Cela dit, historiquement, l’EFA s’était toujours intéressée aux questions de la Grèce moderne, et des membres individuels, on peut penser à About, Burnouf, Deschamps, Reinach, Roussel, C. Picard s’étaient toujours impliqués dans leurs questions contemporaines. L’idée même de l’ouverture sur le contemporain était posée par certains dès la Première Guerre mondiale. Il a fallu presque un siècle pour passer des idées des individus à l’institutionnalisation. De même les collaborations universitaires franco-grecques, que ce soit au niveau de l’anthropologie et la géographie dans les années 1960-1970 ou de l’histoire dans les années 1980-1990 étaient présentes et il restait à systématiser et agréger autour d’un pôle cet archipel d’initiatives. Nous retrouvons ces préoccupations dans les axes de recherche de la section : l’histoire des rapports franco-grecs du point de vue culturel, économique, industriel, politique et techno-scientifique à l’époque contemporaine ; l’étude des transformations démographiques, géographiques et anthropologiques de la Grèce, et en particulier d’Athènes ces quarante dernières années ; l’histoire des contacts entre Orient et Occident en Méditerranée orientale dans la longue durée ; la questions des conflits et de leur lendemain et leur impact sur les populations civiles de la région ; Enfin, en raison de son passé, et présent archéologique, la section s’intéresse à la fois à l’histoire de l’archéologie et aux questions d’actualité concernant le patrimoine et sa gestion.

Pourriez-vous nous détailler les aspects innovants dans la manière dont la recherche est organisée?

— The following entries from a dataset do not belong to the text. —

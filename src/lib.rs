//! Mapwalker - account-pooled map survey workers
//!
//! Each worker walks a route with one identity at a time. Around every
//! point it fetches the map through a bookkeeping request chain, normalizes
//! what it finds into entities, and keeps its session healthy: failed
//! logins, bans, challenges and throttling are classified and answered with
//! a retry, an identity swap, or a fresh egress path.
//!
//! ## Layout
//!
//! - **worker**: the per-worker lifecycle (login, app simulation, visits)
//! - **rpc**: the session client seam and the request chain
//! - **classifier**: failure classification and retry policy
//! - **identity**: accounts, device fingerprints and the shared pool
//! - **egress**: proxy assignment and circuit rotation
//! - **store** / **spawns** / **notify**: where results go

pub mod busy;
pub mod classifier;
pub mod config;
pub mod context;
pub mod egress;
pub mod entity;
pub mod geo;
pub mod identity;
pub mod metrics;
pub mod notify;
pub mod pacing;
pub mod rpc;
pub mod spawns;
pub mod status;
pub mod store;
pub mod types;
pub mod worker;

pub use config::{Args, EncounterMode, ScanSettings};
pub use context::ScanContext;
pub use types::{Result, ScanError};
pub use worker::{Session, SessionPhase, Worker};
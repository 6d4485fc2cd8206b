//! Egress paths: proxies and the circuits behind them
//!
//! With control sockets configured, every proxy is a circuit that can be
//! rotated (at most once per cool-down) and that counts consecutive empty
//! visits. Without control sockets a bad path is simply swapped for a
//! random proxy.

#[cfg(unix)]
pub mod control;

use std::sync::Arc;
use std::time::Duration;

use async_trait::async_trait;
use dashmap::DashMap;
use rand::seq::SliceRandom;
use tokio::time::Instant;
use tracing::{info, warn};

use crate::types::Result;

#[cfg(unix)]
pub use control::ControlSockets;

pub const DEFAULT_COOLDOWN: Duration = Duration::from_secs(180);
pub const DEFAULT_FAILURE_LIMIT: u32 = 20;

/// Requests a fresh circuit on an egress path
#[async_trait]
pub trait EgressControl: Send + Sync {
    async fn rotate(&self, path: &str) -> Result<()>;
}

#[derive(Debug, Clone, Copy)]
struct CircuitState {
    last_rotation: Instant,
    failures: u32,
}

/// Result of asking for a new egress path
#[derive(Debug, Clone, PartialEq, Eq)]
pub enum Rotation {
    /// The circuit behind the current path was renewed
    Rotated,
    /// Renewed too recently; nothing changed
    Skipped(Duration),
    /// No circuit control; use this proxy instead
    Swapped(String),
    /// Nothing to rotate
    Unchanged,
}

pub struct EgressTable {
    proxies: Vec<String>,
    circuits: DashMap<String, CircuitState>,
    control: Option<Arc<dyn EgressControl>>,
    cooldown: Duration,
    failure_limit: u32,
}

impl Default for EgressTable {
    fn default() -> Self {
        Self::new(Vec::new(), None, DEFAULT_COOLDOWN, DEFAULT_FAILURE_LIMIT)
    }
}

impl EgressTable {
    /// Circuits start "just rotated", so the first rotation waits a full
    /// cool-down after startup.
    pub fn new(
        proxies: Vec<String>,
        control: Option<Arc<dyn EgressControl>>,
        cooldown: Duration,
        failure_limit: u32,
    ) -> Self {
        let circuits = DashMap::new();
        if control.is_some() {
            let now = Instant::now();
            for proxy in &proxies {
                circuits.insert(
                    proxy.clone(),
                    CircuitState {
                        last_rotation: now,
                        failures: 0,
                    },
                );
            }
        }
        Self {
            proxies,
            circuits,
            control,
            cooldown,
            failure_limit,
        }
    }

    /// Proxy for the worker with this index, spreading workers evenly
    pub fn assign(&self, worker_id: usize) -> Option<String> {
        if self.proxies.is_empty() {
            return None;
        }
        Some(self.proxies[worker_id % self.proxies.len()].clone())
    }

    pub fn random(&self) -> Option<String> {
        self.proxies.choose(&mut rand::thread_rng()).cloned()
    }

    /// Whether circuit counters and rotation are active
    pub fn rotation_enabled(&self) -> bool {
        self.control.is_some() && !self.circuits.is_empty()
    }

    pub fn failures(&self, path: &str) -> u32 {
        self.circuits.get(path).map_or(0, |c| c.failures)
    }

    /// Count an empty visit; returns true once the path is past its limit
    pub fn record_empty(&self, path: Option<&str>) -> bool {
        let Some(path) = path else { return false };
        match self.circuits.get_mut(path) {
            Some(mut circuit) => {
                circuit.failures += 1;
                circuit.failures > self.failure_limit
            }
            None => false,
        }
    }

    pub fn record_success(&self, path: Option<&str>) {
        if let Some(mut circuit) = path.and_then(|p| self.circuits.get_mut(p)) {
            circuit.failures = 0;
        }
    }

    /// Get a fresh egress path for `current`
    pub async fn rotate(&self, current: Option<&str>, reason: &str) -> Rotation {
        let Some(control) = &self.control else {
            return match self.random() {
                Some(proxy) => {
                    warn!(from = ?current, to = %proxy, reason, "Swapped proxy");
                    Rotation::Swapped(proxy)
                }
                None => Rotation::Unchanged,
            };
        };
        let Some(path) = current else {
            return Rotation::Unchanged;
        };

        // Claim the rotation before the control round trip so concurrent
        // callers on the same path see the new timestamp.
        {
            let Some(mut circuit) = self.circuits.get_mut(path) else {
                return Rotation::Unchanged;
            };
            let elapsed = circuit.last_rotation.elapsed();
            if elapsed <= self.cooldown {
                info!(proxy = path, elapsed_secs = elapsed.as_secs(), "Skipped circuit change");
                return Rotation::Skipped(elapsed);
            }
            circuit.last_rotation = Instant::now();
            circuit.failures = 0;
        }

        match control.rotate(path).await {
            Ok(()) => {
                warn!(proxy = path, reason, "Changed circuit");
                Rotation::Rotated
            }
            Err(e) => {
                warn!(proxy = path, error = %e, "Circuit change failed");
                Rotation::Unchanged
            }
        }
    }
}

#[cfg(test)]
mod tests {
    use super::*;
    use std::sync::atomic::{AtomicUsize, Ordering};

    #[derive(Default)]
    struct CountingControl {
        calls: AtomicUsize,
    }

    #[async_trait]
    impl EgressControl for CountingControl {
        async fn rotate(&self, _path: &str) -> Result<()> {
            self.calls.fetch_add(1, Ordering::SeqCst);
            Ok(())
        }
    }

    fn proxies() -> Vec<String> {
        vec!["socks5://127.0.0.1:9050".into(), "socks5://127.0.0.1:9051".into()]
    }

    #[tokio::test(start_paused = true)]
    async fn test_rotation_respects_cooldown() {
        let control = Arc::new(CountingControl::default());
        let table = EgressTable::new(proxies(), Some(control.clone()), DEFAULT_COOLDOWN, 20);
        let path = "socks5://127.0.0.1:9050";

        assert!(matches!(table.rotate(Some(path), "ban").await, Rotation::Skipped(_)));
        assert_eq!(control.calls.load(Ordering::SeqCst), 0);

        tokio::time::advance(Duration::from_secs(181)).await;
        assert_eq!(table.rotate(Some(path), "ban").await, Rotation::Rotated);
        assert!(matches!(table.rotate(Some(path), "ban").await, Rotation::Skipped(_)));
        assert_eq!(control.calls.load(Ordering::SeqCst), 1);
    }

    #[tokio::test]
    async fn test_without_control_swaps_random_proxy() {
        let table = EgressTable::new(proxies(), None, DEFAULT_COOLDOWN, 20);
        assert!(!table.rotation_enabled());
        match table.rotate(Some("socks5://127.0.0.1:9050"), "ban").await {
            Rotation::Swapped(proxy) => assert!(proxies().contains(&proxy)),
            other => panic!("unexpected {:?}", other),
        }

        let empty = EgressTable::default();
        assert_eq!(empty.rotate(None, "ban").await, Rotation::Unchanged);
    }

    #[tokio::test]
    async fn test_failure_counter() {
        let control = Arc::new(CountingControl::default());
        let table = EgressTable::new(proxies(), Some(control), DEFAULT_COOLDOWN, 2);
        let path = Some("socks5://127.0.0.1:9051");

        assert!(!table.record_empty(path));
        assert!(!table.record_empty(path));
        assert!(table.record_empty(path));
        assert_eq!(table.failures("socks5://127.0.0.1:9051"), 3);

        table.record_success(path);
        assert_eq!(table.failures("socks5://127.0.0.1:9051"), 0);
        assert!(!table.record_empty(None));
    }

    #[test]
    fn test_assign_spreads_workers() {
        let table = EgressTable::new(proxies(), None, DEFAULT_COOLDOWN, 20);
        assert_eq!(table.assign(0), Some(proxies()[0].clone()));
        assert_eq!(table.assign(3), Some(proxies()[1].clone()));
        assert_eq!(EgressTable::default().assign(0), None);
    }
}
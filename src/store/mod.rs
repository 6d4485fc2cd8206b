//! Persistence and dedupe
//!
//! The worker only needs two things from storage: "have we already got
//! this sighting?" and "keep this entity". [`MemoryStore`] answers both from
//! in-process sets and can mirror new records to an [`EntityLog`].

pub mod writer;

use dashmap::{DashMap, DashSet};
use tracing::debug;

use crate::entity::{Entity, Sighting, SightingKey, Validity};

pub use writer::EntityLog;

/// The two logical dedupe sets
#[derive(Debug, Clone, Copy, PartialEq, Eq)]
pub enum CacheSet {
    /// Sightings with a trusted expiry
    Sightings,
    /// Sightings whose expiry is unknown
    Mysteries,
}

pub trait EntityStore: Send + Sync {
    fn contains(&self, set: CacheSet, sighting: &Sighting) -> bool;

    /// Persist an entity. Adding the same entity again is a no-op.
    fn add(&self, entity: Entity);
}

#[derive(Default)]
pub struct MemoryStore {
    sightings: DashMap<SightingKey, Sighting>,
    mysteries: DashSet<u64>,
    forts: DashMap<String, Entity>,
    log: Option<EntityLog>,
}

impl MemoryStore {
    pub fn new() -> Self {
        Self::default()
    }

    pub fn with_log(log: EntityLog) -> Self {
        Self {
            log: Some(log),
            ..Self::default()
        }
    }

    pub fn sightings_len(&self) -> usize {
        self.sightings.len()
    }

    pub fn mysteries_len(&self) -> usize {
        self.mysteries.len()
    }

    pub fn forts_len(&self) -> usize {
        self.forts.len()
    }

    pub fn fort(&self, external_id: &str) -> Option<Entity> {
        self.forts.get(external_id).map(|e| e.value().clone())
    }

    pub fn sightings(&self) -> Vec<Sighting> {
        self.sightings.iter().map(|e| e.value().clone()).collect()
    }

    /// Drop sightings that expired before `now_secs`
    pub fn prune(&self, now_secs: i64) -> usize {
        let before = self.sightings.len();
        self.sightings.retain(|_, s| s.expire_timestamp >= now_secs);
        before - self.sightings.len()
    }

    fn insert_sighting(&self, sighting: &Sighting) -> bool {
        if sighting.valid == Validity::Invalid {
            return self.mysteries.insert(sighting.encounter_id);
        }
        let key = sighting.key();
        if self.sightings.contains_key(&key) {
            return false;
        }
        self.sightings.insert(key, sighting.clone());
        true
    }

    fn fort_id(entity: &Entity) -> Option<&str> {
        match entity {
            Entity::Gym(g) => Some(&g.external_id),
            Entity::Waypoint(w) => Some(&w.external_id),
            _ => None,
        }
    }
}

impl EntityStore for MemoryStore {
    fn contains(&self, set: CacheSet, sighting: &Sighting) -> bool {
        match set {
            CacheSet::Sightings => self.sightings.contains_key(&sighting.key()),
            CacheSet::Mysteries => self.mysteries.contains(&sighting.encounter_id),
        }
    }

    fn add(&self, entity: Entity) {
        let stored = match &entity {
            Entity::Wild(s) | Entity::Lured(s) => self.insert_sighting(s),
            Entity::Gym(_) | Entity::Waypoint(_) => match Self::fort_id(&entity) {
                Some(id) => {
                    let changed = self.forts.get(id).map_or(true, |prev| *prev != entity);
                    if changed {
                        self.forts.insert(id.to_string(), entity.clone());
                    }
                    changed
                }
                None => false,
            },
        };

        if !stored {
            return;
        }
        debug!(kind = entity.kind(), "Entity stored");
        if let Some(log) = &self.log {
            log.append(&entity);
        }
    }
}

#[cfg(test)]
mod tests {
    use super::*;
    use crate::entity::{Gym, Waypoint};

    fn sighting(id: u64, valid: Validity) -> Sighting {
        Sighting {
            encounter_id: id,
            species_id: 16,
            expire_timestamp: 1_500_000_045,
            lat: 40.0,
            lon: -105.0,
            spawn_id: 1,
            time_till_hidden_ms: 45_000,
            seen: Some(1_500_000_000),
            valid,
            encounter: None,
        }
    }

    #[test]
    fn test_add_is_idempotent() {
        let dir = tempfile::tempdir().unwrap();
        let path = dir.path().join("entities.jsonl");
        let store = MemoryStore::with_log(EntityLog::open(&path).unwrap());

        let entity = Entity::Wild(sighting(1, Validity::Valid));
        store.add(entity.clone());
        store.add(entity);

        assert_eq!(store.sightings_len(), 1);
        let content = std::fs::read_to_string(&path).unwrap();
        assert_eq!(content.lines().count(), 1);
    }

    #[test]
    fn test_invalid_sightings_become_mysteries() {
        let store = MemoryStore::new();
        let s = sighting(2, Validity::Invalid);
        store.add(Entity::Wild(s.clone()));

        assert!(store.contains(CacheSet::Mysteries, &s));
        assert!(!store.contains(CacheSet::Sightings, &s));
        assert_eq!(store.sightings_len(), 0);
    }

    #[test]
    fn test_forts_upsert_by_id() {
        let store = MemoryStore::new();
        let mut gym = Gym {
            external_id: "g1".into(),
            lat: 1.0,
            lon: 2.0,
            team: 1,
            prestige: 100,
            guard_pokemon_id: 3,
            last_modified: 10,
        };
        store.add(Entity::Gym(gym.clone()));
        gym.team = 2;
        store.add(Entity::Gym(gym));
        store.add(Entity::Waypoint(Waypoint {
            external_id: "w1".into(),
            lat: 1.0,
            lon: 2.0,
        }));

        assert_eq!(store.forts_len(), 2);
        match store.fort("g1") {
            Some(Entity::Gym(g)) => assert_eq!(g.team, 2),
            other => panic!("unexpected {:?}", other),
        }
    }

    #[test]
    fn test_prune_expired() {
        let store = MemoryStore::new();
        store.add(Entity::Wild(sighting(3, Validity::Valid)));
        assert_eq!(store.prune(1_500_000_000), 0);
        assert_eq!(store.prune(1_500_000_100), 1);
        assert_eq!(store.sightings_len(), 0);
    }
}
//! Circuit renewal over onion-router control sockets

use std::collections::HashMap;
use std::path::PathBuf;

use async_trait::async_trait;
use tokio::io::{AsyncBufReadExt, AsyncWriteExt, BufReader};
use tokio::net::UnixStream;
use tracing::debug;

use super::EgressControl;
use crate::types::{Result, ScanError};

/// One control socket per proxy
pub struct ControlSockets {
    sockets: HashMap<String, PathBuf>,
    password: Option<String>,
}

impl ControlSockets {
    pub fn new(sockets: HashMap<String, PathBuf>, password: Option<String>) -> Self {
        Self { sockets, password }
    }

    /// Parse `proxy=socket` pairs
    pub fn parse_pairs(pairs: &[String]) -> std::result::Result<HashMap<String, PathBuf>, String> {
        pairs
            .iter()
            .map(|pair| {
                pair.split_once('=')
                    .map(|(proxy, socket)| (proxy.trim().to_string(), PathBuf::from(socket.trim())))
                    .ok_or_else(|| format!("expected proxy=socket, got '{}'", pair))
            })
            .collect()
    }

    pub fn is_empty(&self) -> bool {
        self.sockets.is_empty()
    }
}

/// Send one command and require a `250` reply
async fn command(
    reader: &mut BufReader<tokio::net::unix::OwnedReadHalf>,
    writer: &mut tokio::net::unix::OwnedWriteHalf,
    line: &str,
) -> Result<()> {
    writer.write_all(format!("{}\r\n", line).as_bytes()).await?;
    let mut reply = String::new();
    reader.read_line(&mut reply).await?;
    if reply.starts_with("250") {
        Ok(())
    } else {
        Err(ScanError::Transport(format!(
            "control socket rejected command: {}",
            reply.trim()
        )))
    }
}

#[async_trait]
impl EgressControl for ControlSockets {
    async fn rotate(&self, path: &str) -> Result<()> {
        let socket = self
            .sockets
            .get(path)
            .ok_or_else(|| ScanError::Internal(format!("no control socket for {}", path)))?;

        let stream = UnixStream::connect(socket).await?;
        let (read, mut write) = stream.into_split();
        let mut reader = BufReader::new(read);

        let auth = match &self.password {
            Some(password) => format!("AUTHENTICATE \"{}\"", password.replace('"', "\\\"")),
            None => "AUTHENTICATE".to_string(),
        };
        command(&mut reader, &mut write, &auth).await?;
        command(&mut reader, &mut write, "SIGNAL NEWNYM").await?;
        if let Err(e) = write.write_all(b"QUIT\r\n").await {
            debug!(proxy = path, error = %e, "Control socket closed before QUIT");
        }

        debug!(proxy = path, socket = %socket.display(), "Requested new circuit");
        Ok(())
    }
}
//! Failure classification for the visit retry loop
//!
//! [`classify`] is a pure function of (error kind, attempt, policy); the
//! worker performs whatever [`Recovery`] it returns.

use std::time::Duration;

use serde::{Deserialize, Serialize};

use crate::pacing;
use crate::status::WorkerStatus;
use crate::types::ScanError;

/// A randomized pause range in seconds
#[derive(Debug, Clone, Copy, PartialEq, Serialize, Deserialize)]
pub struct Backoff {
    pub min_secs: f64,
    pub max_secs: f64,
}

impl Backoff {
    pub const fn new(min_secs: f64, max_secs: f64) -> Self {
        Self { min_secs, max_secs }
    }

    pub fn sample(&self) -> Duration {
        pacing::secs(pacing::uniform(self.min_secs, self.max_secs))
    }

    pub async fn sleep(&self) {
        tokio::time::sleep(self.sample()).await;
    }
}

#[derive(Debug, Clone, PartialEq, Serialize, Deserialize)]
pub struct RetryPolicy {
    pub max_attempts: u32,
    /// After the egress path was rejected
    pub egress_backoff: Backoff,
    /// Remote busy or offline
    pub busy_backoff: Backoff,
    pub throttle_backoff: Backoff,
    pub malformed_backoff: Backoff,
}

impl Default for RetryPolicy {
    fn default() -> Self {
        Self {
            max_attempts: 4,
            egress_backoff: Backoff::new(25.0, 35.0),
            busy_backoff: Backoff::new(10.0, 14.0),
            throttle_backoff: Backoff::new(11.0, 30.0),
            malformed_backoff: Backoff::new(10.0, 14.0),
        }
    }
}

/// What the worker should do after a failed attempt
#[derive(Debug, Clone, PartialEq)]
pub enum Recovery {
    /// Try the coordinate again, after rotating egress and/or pausing.
    /// `backoff` is `None` when no attempts remain.
    Retry {
        backoff: Option<Backoff>,
        rotate_egress: bool,
    },
    /// Give up on the coordinate and swap the identity
    SwapIdentity,
    /// Mark the identity banned and replace it
    RemoveIdentity,
    /// Bench the identity for challenge resolution and replace it
    BenchIdentity,
    /// Give up on the coordinate; keep the identity
    Abandon,
}

impl Recovery {
    pub fn is_terminal(&self) -> bool {
        !matches!(self, Recovery::Retry { .. })
    }
}

/// Map a failure on `attempt` (zero based) to a recovery action
pub fn classify(error: &ScanError, attempt: u32, policy: &RetryPolicy) -> Recovery {
    let last = attempt + 1 >= policy.max_attempts;
    let retry = |backoff: Backoff, rotate_egress: bool| Recovery::Retry {
        backoff: (!last).then_some(backoff),
        rotate_egress,
    };

    match error {
        ScanError::EgressBanned => retry(policy.egress_backoff, true),
        ScanError::AuthRejected(_) | ScanError::NotAuthenticated => Recovery::SwapIdentity,
        ScanError::ServerBusy => retry(policy.busy_backoff, false),
        ScanError::Throttled => retry(policy.throttle_backoff, false),
        ScanError::AccountBanned => Recovery::RemoveIdentity,
        ScanError::ChallengeRequired(_) => Recovery::BenchIdentity,
        ScanError::MalformedResponse(_) => retry(policy.malformed_backoff, false),
        ScanError::Transport(_) | ScanError::Io(_) | ScanError::Internal(_) => Recovery::Abandon,
    }
}

/// Status code shown while recovering from `error`
pub fn status_for(error: &ScanError) -> WorkerStatus {
    match error {
        ScanError::EgressBanned => WorkerStatus::IpBanned,
        ScanError::AuthRejected(_) => WorkerStatus::FailedLogin,
        ScanError::NotAuthenticated => WorkerStatus::NotAuthenticated,
        ScanError::ServerBusy => WorkerStatus::Retrying,
        ScanError::Throttled => WorkerStatus::Throttle,
        ScanError::AccountBanned => WorkerStatus::Banned,
        ScanError::ChallengeRequired(_) => WorkerStatus::Captcha,
        ScanError::MalformedResponse(_) => WorkerStatus::Malformed,
        ScanError::Transport(_) | ScanError::Io(_) | ScanError::Internal(_) => {
            WorkerStatus::Exception
        }
    }
}

#[cfg(test)]
mod tests {
    use super::*;

    #[test]
    fn test_classification_table() {
        let policy = RetryPolicy::default();
        let cases = vec![
            (
                ScanError::EgressBanned,
                Recovery::Retry {
                    backoff: Some(policy.egress_backoff),
                    rotate_egress: true,
                },
            ),
            (ScanError::AuthRejected("bad".into()), Recovery::SwapIdentity),
            (ScanError::NotAuthenticated, Recovery::SwapIdentity),
            (
                ScanError::ServerBusy,
                Recovery::Retry {
                    backoff: Some(policy.busy_backoff),
                    rotate_egress: false,
                },
            ),
            (
                ScanError::Throttled,
                Recovery::Retry {
                    backoff: Some(Backoff::new(11.0, 30.0)),
                    rotate_egress: false,
                },
            ),
            (ScanError::AccountBanned, Recovery::RemoveIdentity),
            (ScanError::ChallengeRequired("u".into()), Recovery::BenchIdentity),
            (
                ScanError::MalformedResponse("x".into()),
                Recovery::Retry {
                    backoff: Some(policy.malformed_backoff),
                    rotate_egress: false,
                },
            ),
            (ScanError::Transport("reset".into()), Recovery::Abandon),
        ];

        for (error, expected) in cases {
            assert_eq!(classify(&error, 0, &policy), expected, "{:?}", error);
        }
    }

    #[test]
    fn test_no_backoff_on_final_attempt() {
        let policy = RetryPolicy::default();
        assert_eq!(
            classify(&ScanError::ServerBusy, 3, &policy),
            Recovery::Retry {
                backoff: None,
                rotate_egress: false
            }
        );
        assert_eq!(
            classify(&ScanError::EgressBanned, 3, &policy),
            Recovery::Retry {
                backoff: None,
                rotate_egress: true
            }
        );
    }

    #[test]
    fn test_status_codes() {
        assert_eq!(status_for(&ScanError::Throttled).token(), "THROTTLE");
        assert_eq!(status_for(&ScanError::AccountBanned).token(), "BANNED?");
        assert_eq!(status_for(&ScanError::ChallengeRequired("u".into())).token(), "CAPTCHA");
        assert_eq!(status_for(&ScanError::EgressBanned).token(), "IP BANNED");
    }

    #[tokio::test(start_paused = true)]
    async fn test_backoff_sleeps_within_range() {
        let backoff = Backoff::new(11.0, 30.0);
        let start = tokio::time::Instant::now();
        backoff.sleep().await;
        let elapsed = start.elapsed().as_secs_f64();
        assert!((11.0..=30.1).contains(&elapsed));
    }
}
//! Account pool shared by all workers
//!
//! Holds the queue of idle identities, the bench of challenged ones, and a
//! registry with the last known state of every account (what gets written
//! back to disk on shutdown).

use std::collections::VecDeque;
use std::path::Path;
use std::sync::Mutex;

use dashmap::DashMap;
use tokio::sync::Notify;
use tracing::{debug, info};

use super::Identity;
use crate::types::{Result, ScanError};

pub struct AccountPool {
    ready: Mutex<VecDeque<Identity>>,
    available: Notify,
    benched: Mutex<Vec<Identity>>,
    registry: DashMap<String, Identity>,
}

impl Default for AccountPool {
    fn default() -> Self {
        Self::new()
    }
}

impl AccountPool {
    pub fn new() -> Self {
        Self {
            ready: Mutex::new(VecDeque::new()),
            available: Notify::new(),
            benched: Mutex::new(Vec::new()),
            registry: DashMap::new(),
        }
    }

    /// Build a pool from known accounts. Banned accounts are only tracked,
    /// challenged ones go straight to the bench.
    pub fn from_identities(identities: impl IntoIterator<Item = Identity>) -> Self {
        let pool = Self::new();
        for identity in identities {
            if identity.banned {
                pool.record(&identity);
            } else if identity.captcha {
                pool.put_benched(identity);
            } else {
                pool.put(identity);
            }
        }
        pool
    }

    /// Load accounts from a JSON array
    pub fn load(path: &Path) -> Result<Self> {
        let content = std::fs::read_to_string(path)?;
        let identities: Vec<Identity> = serde_json::from_str(&content)
            .map_err(|e| ScanError::Io(format!("invalid accounts file: {}", e)))?;
        let pool = Self::from_identities(identities);
        info!(
            path = %path.display(),
            ready = pool.ready_len(),
            benched = pool.benched_len(),
            "Loaded accounts"
        );
        Ok(pool)
    }

    /// Write every known account back to disk, sorted by username
    pub fn save(&self, path: &Path) -> Result<()> {
        let mut all: Vec<Identity> = self.registry.iter().map(|e| e.value().clone()).collect();
        all.sort_by(|a, b| a.username.cmp(&b.username));
        let json = serde_json::to_string_pretty(&all)
            .map_err(|e| ScanError::Internal(format!("failed to encode accounts: {}", e)))?;
        std::fs::write(path, json)?;
        info!(path = %path.display(), count = all.len(), "Saved accounts");
        Ok(())
    }

    /// Take the next idle identity, suspending while none is available
    pub async fn take(&self) -> Identity {
        loop {
            if let Some(identity) = self.try_take() {
                return identity;
            }
            self.available.notified().await;
        }
    }

    pub fn try_take(&self) -> Option<Identity> {
        let identity = lock(&self.ready).pop_front()?;
        debug!(username = %identity.username, "Identity taken from pool");
        Some(identity)
    }

    /// Return an identity to the idle queue
    pub fn put(&self, identity: Identity) {
        self.record(&identity);
        lock(&self.ready).push_back(identity);
        self.available.notify_one();
    }

    /// Set a challenged identity aside for external resolution
    pub fn put_benched(&self, identity: Identity) {
        self.record(&identity);
        lock(&self.benched).push(identity);
    }

    /// Update the registry with the latest state of an identity
    pub fn record(&self, identity: &Identity) {
        self.registry
            .insert(identity.username.clone(), identity.clone());
    }

    pub fn get(&self, username: &str) -> Option<Identity> {
        self.registry.get(username).map(|e| e.value().clone())
    }

    pub fn ready_len(&self) -> usize {
        lock(&self.ready).len()
    }

    pub fn benched_len(&self) -> usize {
        lock(&self.benched).len()
    }

    /// Drain the bench, e.g. once challenges have been solved elsewhere
    pub fn take_benched(&self) -> Vec<Identity> {
        std::mem::take(&mut *lock(&self.benched))
    }

    pub fn known_len(&self) -> usize {
        self.registry.len()
    }
}

fn lock<T>(mutex: &Mutex<T>) -> std::sync::MutexGuard<'_, T> {
    mutex.lock().unwrap_or_else(|e| e.into_inner())
}

#[cfg(test)]
mod tests {
    use super::*;
    use std::sync::Arc;
    use std::time::Duration;

    #[test]
    fn test_from_identities_sorts_accounts() {
        let mut banned = Identity::new("banned", "pw");
        banned.banned = true;
        let mut challenged = Identity::new("challenged", "pw");
        challenged.captcha = true;
        let ok = Identity::new("ok", "pw");

        let pool = AccountPool::from_identities(vec![banned, challenged, ok]);
        assert_eq!(pool.ready_len(), 1);
        assert_eq!(pool.benched_len(), 1);
        assert_eq!(pool.known_len(), 3);
        assert_eq!(pool.try_take().unwrap().username, "ok");
        assert!(pool.try_take().is_none());
    }

    #[tokio::test]
    async fn test_take_waits_for_put() {
        let pool = Arc::new(AccountPool::new());

        let taker = {
            let pool = Arc::clone(&pool);
            tokio::spawn(async move { pool.take().await })
        };

        tokio::time::sleep(Duration::from_millis(10)).await;
        assert!(!taker.is_finished());

        pool.put(Identity::new("late", "pw"));
        let identity = tokio::time::timeout(Duration::from_secs(1), taker)
            .await
            .expect("take should wake")
            .unwrap();
        assert_eq!(identity.username, "late");
    }

    #[test]
    fn test_save_and_load_round_trip() {
        let dir = tempfile::tempdir().unwrap();
        let path = dir.path().join("accounts.json");

        let pool = AccountPool::new();
        let mut identity = Identity::new("walker1", "pw");
        identity.items.insert(1, 20);
        pool.put(identity);
        pool.save(&path).unwrap();

        let loaded = AccountPool::load(&path).unwrap();
        let identity = loaded.try_take().unwrap();
        assert_eq!(identity.username, "walker1");
        assert_eq!(identity.item_count(), 20);
    }
}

La question appelle une réponse d’abord au niveau de la forme puis du fond. L’EFA est tout d’abord une institution pratiquant l’autopsie, c’est-à-dire mettant l’accent au niveau du travail de terrain et de la production des données qui sont disponibles pour exploitation pour des générations de chercheurs. En même temps, il s’agit d’un laboratoire de recherche qui fonctionne comme un hub d’un réseau en étoile. Elle met en contact des institutions et des chercheurs en France, en Grèce mais aussi ailleurs afin de stimuler les partenariats mais aussi la circulation des idées et des bonnes pratiques. Cela est possible en multipliant et diversifiant les supports des personnes accueillies et travaillant avec l’institution. On dénombre des stagiaires de niveau mastère venus travailler sur un projet, des boursiers doctoraux venus passer un mois pour se former, des contractuels doctoraux associés plus étroitement à un programme, des membres scientifiques se situant au seuil sensible de passage du doctorat au post-doctorat et y trouvant tout l’appui pour se transformer d’étudiant en jeune chercheur accompli, et enfin les chercheurs seniors venus passer de 1 à 6 mois pour travailler sur une idée ou un projet, nouer des contacts, développer des partenariats. L’EFA entend toute cette communauté comme une pépinière d’où sortiront les prochains chercheurs travaillant sur la Grèce en France mais aussi les réseaux franco-grecs et les projets de recherche du futur.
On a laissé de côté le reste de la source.